Monday, December 10, 2007

East of the River (USA, 1940)

A surprisingly bland film considering the amount of talent involved, East of the River can only be enjoyed if viewed on a camp level. Perhaps the only truly enjoyable aspect of East of the River is that of Marjorie Rambeau as Mama Teresa Lerenzo, if only because her acting so extremely over-the-top that it takes on a life of its own, becoming the camp anchor that carries the entire film. She plays the thickly accented, spaghetti-cooking Mama of young, swaggering Joe (Joe Conti) who, when he and his friend Nick almost kill a railway guard, convinces the local judge not only to not send her boy to juvenile hall, but to let his young orphaned friend come live with them as well. Years later as adults, Nick (William Lundigan) has become a graduating honor student with a bright future ahead of him while Joe (John Garfield) is a cheap if personable hoodlum. Fresh out of prison, Joe comes back to town with his check-bouncing gal Laurie (Brenda Marshall) for the graduation, telling everyone he runs some orange plantations back West. Before long, Joe has to lam off to Mexico after his attempt to get revenge on some gangsters who he believes sent him up is only half successful. Gone for months, Nick and Laurie slowly fall in love and, finally, get engaged to Mama’s blessing. Joe doesn’t like that at all, and comes back to a town full of revenge-thirsty gangsters to get his girl back, no matter what.....

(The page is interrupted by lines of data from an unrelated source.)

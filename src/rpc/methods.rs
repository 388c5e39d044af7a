//! JSON-RPC method handlers.
//!
//! Implements the handlers for all supported JSON-RPC methods.

use serde::de::DeserializeOwned;
use tracing::info;

use crate::types::AudioFile;

use super::server::ServerState;
use super::types::{
    ConvertVoiceParams, GenerateSoundEffectParams, JsonRpcError, ListResultsResult,
    SelectVoiceParams, SubmitResult,
};

/// Handles a JSON-RPC method call.
pub async fn handle_request(
    method: &str,
    params: serde_json::Value,
    state: &ServerState,
) -> Result<serde_json::Value, JsonRpcError> {
    match method {
        "generate_sound_effect" => handle_generate_sound_effect(params, state).await,
        "convert_voice" => handle_convert_voice(params, state).await,
        "select_voice" => handle_select_voice(params, state),
        "cancel" => handle_cancel(state),
        "get_state" => to_value(state.orchestrator.state()),
        "list_results" => to_value(ListResultsResult {
            results: state.registry.list(),
        }),
        "ping" => handle_ping(),
        "shutdown" => handle_shutdown(state),
        _ => Err(JsonRpcError::method_not_found(method)),
    }
}

/// Returns true for methods that wait on the network before responding.
///
/// These are handled off the request loop so `cancel` stays responsive
/// while an upload or submission is in progress.
pub(crate) fn is_long_running(method: &str) -> bool {
    matches!(method, "generate_sound_effect" | "convert_voice")
}

fn parse_params<T: DeserializeOwned>(params: serde_json::Value) -> Result<T, JsonRpcError> {
    serde_json::from_value(params)
        .map_err(|e| JsonRpcError::invalid_params(format!("Invalid params: {}", e)))
}

fn to_value<T: serde::Serialize>(value: T) -> Result<serde_json::Value, JsonRpcError> {
    serde_json::to_value(value).map_err(|e| JsonRpcError::internal_error(e.to_string()))
}

/// Handles the ping method for health checks.
fn handle_ping() -> Result<serde_json::Value, JsonRpcError> {
    Ok(serde_json::json!({ "status": "ok" }))
}

/// Handles the shutdown method.
fn handle_shutdown(state: &ServerState) -> Result<serde_json::Value, JsonRpcError> {
    state.shutdown();
    Ok(serde_json::json!({ "status": "shutting_down" }))
}

/// Handles the cancel method. Reports whether a job was in flight.
fn handle_cancel(state: &ServerState) -> Result<serde_json::Value, JsonRpcError> {
    let cancelled = state.orchestrator.cancel();
    Ok(serde_json::json!({ "cancelled": cancelled }))
}

/// Handles the generate_sound_effect method.
///
/// Responds once the job is accepted; the outcome arrives as a
/// `generation_complete` or `generation_error` notification.
async fn handle_generate_sound_effect(
    params: serde_json::Value,
    state: &ServerState,
) -> Result<serde_json::Value, JsonRpcError> {
    let params: GenerateSoundEffectParams = parse_params(params)?;

    let handle = state
        .orchestrator
        .submit_text(&params.text, params.credits)
        .await
        .map_err(|e| JsonRpcError::from(&e))?;

    to_value(SubmitResult {
        job_id: handle.job.id,
        throttled: handle.throttled,
    })
}

/// Handles the convert_voice method.
async fn handle_convert_voice(
    params: serde_json::Value,
    state: &ServerState,
) -> Result<serde_json::Value, JsonRpcError> {
    let params: ConvertVoiceParams = parse_params(params)?;

    let file = AudioFile::from_path(&params.path, params.content_type.as_deref())
        .await
        .map_err(|e| {
            JsonRpcError::invalid_params(format!(
                "Cannot read {}: {}",
                params.path.display(),
                e
            ))
        })?;
    let profile = params
        .profile
        .unwrap_or_else(|| state.config.voice_service.clone());

    let handle = state
        .orchestrator
        .submit_file(file, &profile, params.credits)
        .await
        .map_err(|e| JsonRpcError::from(&e))?;

    to_value(SubmitResult {
        job_id: handle.job.id,
        throttled: handle.throttled,
    })
}

/// Handles the select_voice method.
fn handle_select_voice(
    params: serde_json::Value,
    state: &ServerState,
) -> Result<serde_json::Value, JsonRpcError> {
    let params: SelectVoiceParams = parse_params(params)?;
    info!(profile = %params.profile, voice_id = %params.voice_id, "Voice selected");
    state.voices.select(params.profile, params.voice_id);
    Ok(serde_json::json!({ "status": "ok" }))
}

#[cfg(test)]
mod tests {
    use super::*;
    use crate::config::OrchestratorConfig;
    use crate::registry::VoiceResolver;

    fn test_state() -> ServerState {
        ServerState::new(OrchestratorConfig::default()).unwrap()
    }

    #[test]
    fn handle_ping() {
        let value = super::handle_ping().unwrap();
        assert_eq!(value["status"], "ok");
    }

    #[tokio::test]
    async fn handle_unknown_method() {
        let state = test_state();
        let err = handle_request("nonexistent", serde_json::Value::Null, &state)
            .await
            .unwrap_err();
        assert_eq!(err.code, -32601);
    }

    #[tokio::test]
    async fn generate_invalid_params() {
        let state = test_state();
        let err = handle_request("generate_sound_effect", serde_json::json!({}), &state)
            .await
            .unwrap_err();
        assert_eq!(err.code, -32602);
    }

    #[tokio::test]
    async fn generate_blank_text_fails_before_network() {
        let state = test_state();
        let params = serde_json::json!({ "text": "  ", "credits": 100 });
        let err = handle_request("generate_sound_effect", params, &state)
            .await
            .unwrap_err();
        assert_eq!(err.code, -32001);
        assert_eq!(err.data.unwrap().error_code, "EMPTY_INPUT");
    }

    #[tokio::test]
    async fn generate_low_balance() {
        let state = test_state();
        let params = serde_json::json!({ "text": "Door creak", "credits": 3 });
        let err = handle_request("generate_sound_effect", params, &state)
            .await
            .unwrap_err();
        assert_eq!(err.data.unwrap().error_code, "INSUFFICIENT_BALANCE");
    }

    #[tokio::test]
    async fn convert_missing_file_is_invalid_params() {
        let state = test_state();
        let params = serde_json::json!({ "path": "/nonexistent/voice.wav", "credits": 100 });
        let err = handle_request("convert_voice", params, &state)
            .await
            .unwrap_err();
        assert_eq!(err.code, -32602);
    }

    #[tokio::test]
    async fn convert_rejects_unsupported_type() {
        let dir = tempfile::tempdir().unwrap();
        let path = dir.path().join("voice.ogg");
        std::fs::write(&path, b"OggS").unwrap();

        let state = test_state();
        let params = serde_json::json!({ "path": path, "credits": 100 });
        let err = handle_request("convert_voice", params, &state)
            .await
            .unwrap_err();
        assert_eq!(err.data.unwrap().error_code, "UNSUPPORTED_MEDIA_TYPE");
    }

    #[tokio::test]
    async fn get_state_starts_idle() {
        let state = test_state();
        let value = handle_request("get_state", serde_json::Value::Null, &state)
            .await
            .unwrap();
        assert_eq!(value["state"], "idle");
    }

    #[tokio::test]
    async fn list_results_empty() {
        let state = test_state();
        let value = handle_request("list_results", serde_json::Value::Null, &state)
            .await
            .unwrap();
        assert_eq!(value["results"].as_array().unwrap().len(), 0);
    }

    #[tokio::test]
    async fn cancel_when_idle() {
        let state = test_state();
        let value = handle_request("cancel", serde_json::Value::Null, &state)
            .await
            .unwrap();
        assert_eq!(value["cancelled"], false);
    }

    #[tokio::test]
    async fn select_voice_updates_catalog() {
        let state = test_state();
        let params = serde_json::json!({ "profile": "seedvc", "voice_id": "woman" });
        handle_request("select_voice", params, &state).await.unwrap();
        assert_eq!(state.voices.resolve_voice("seedvc").as_deref(), Some("woman"));
    }

    #[tokio::test]
    async fn handle_shutdown() {
        let state = test_state();
        super::handle_shutdown(&state).unwrap();
        assert!(state.is_shutdown());
    }
}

A variation of W. S. Van Dyke’s film Manhattan Melodrama (1934), but not much more interesting, the part of Joe Lorenzo was supposedly first offered to and turned down by James Cagney before John Garfield took it. The less than top-notch script was cobbled together by Fred Niblo, Jr., who wrote many a B-film back then, before retiring from the industry in the early 1950s. Both John Fante and Ross Wills are credited for the original story, but one gets the feeling that Wills might have had more to do with it: it is simply hard to believe that this story could stem from Fante, the man who eventually wrote the screenplay for Walk on the Wild Side (1962) or the novels Ask the Dusk and Dreams from Bunker Hill (thus influencing the writings of Charles Bukowski). Take out the gangster aspects, the milieu in which this trite tales takes place is reminiscent of that featured in the short stories of Fante (as collected in The Wine of Youth), but any and all of his talent, realism, insight and dry humor is missing. Fante must have been pretty hungry to have put his name to this thing.
Director Alfred E. Green, a forgotten Hollywood stalwart with over a 100 films to his name and who even directed Betty Davis’ Oscar-winning performance five years previously in Dangerous, shows little flare for his material, aside from a rather pleasant opening sequence that has nothing really to do with the film but nicely manages introduce both the town and the environment of the main characters. The acting is uniformly weak, with those who come off best—like William Lundigan as Nick Lorenzi—doing so primarily because they were cast to type.
Brenda Marshall (born with decidedly non-Hollywood name Ardis Anderson Gaines) does a particularly bad turn as Laurie Romayne, the bad girl with a heart of gold who suddenly finds happiness in dish washing, bed making and housework....she is much more convincing a year later in her much smaller role as Errol Flynn’s wife in Footsteps in the Dark. (In 1941 she also became the real-life wife of William Holden, but, as one can imagine, they had long since divorced by the time he did his famous drunken and deadly dive against his living-room table.) John Garfield plays John Garfield, which means you either like him or you don’t, but as Joe Lorenzo he is indeed a rather an exceptional asshole, especially in terms of how far he is willing to go to make sure his gal doesn’t marry. In fact, he is such a heel, that it is impossible to imagine him having ever sent money home to Mama—even if was Laurie’s money—or that he would ever suddenly become so self-sacrificing as he suddenly does in the improbably resolution. East of the River is no masterpiece, in fact, it isn’t even good. Go rent the original The Postman Always Rings Twice (1946) instead.